La Corte dei Conti assolve i dirigenti comunali che non avevano sfrattato le associazioni assegnatarie di beni del Comune per fini sociali e culturali.

E’  di ieri la sentenza 77/2017 della Corte de Conti del Lazio  (il nostro commento) che dà  una svolta decisiva a quella che a Roma ha preso il nome di “Guerra dei Commons”, cominciata nell’aprile del 2015 con l’approvazione della delibera 140 che definiva le “linee guida per il riordino del patrimonio indisponibile in concessione“. Un provvedimento approvato dalla giunta Marino che serviva a migliorare la gestione del patrimonio indisponibile capitolino e che ha avuto come principale conseguenza quella di mettere alla porta moltissime realtà  cittadine con l’accusa di “danno erariale”.
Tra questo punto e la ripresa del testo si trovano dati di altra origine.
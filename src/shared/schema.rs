diesel::table! {
    tickets (id) {
        id -> Uuid,
        #[max_length = 80]
        title -> Varchar,
        description -> Text,
        #[max_length = 20]
        status -> Varchar,
        #[max_length = 20]
        priority -> Varchar,
        created_at -> Timestamptz,
        updated_at -> Timestamptz,
    }
}

diesel::table! {
    comments (id) {
        id -> Uuid,
        ticket_id -> Uuid,
        #[max_length = 100]
        author_name -> Varchar,
        #[max_length = 500]
        message -> Varchar,
        created_at -> Timestamptz,
    }
}

diesel::joinable!(comments -> tickets (ticket_id));

diesel::allow_tables_to_appear_in_same_query!(tickets, comments);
La Corte dei Conti smentisce cosìil suo Procuratore e riconosce le finalità  sociali e culturali di questi spazi che legittimano il pagamento di un canone ridotto al 20% del prezzo di mercato, poiché “la scadenza del termine senza che fosse intervenuta la concessione definitiva o senza che la stessa fosse stata rinnovata, non cambiava la natura del bene e la sua utilizzabilità  alle stesse condizioni agevolate attuate con il provvedimento originario con conseguente impossibilità  di praticare, per esso, un prezzo di mercato.”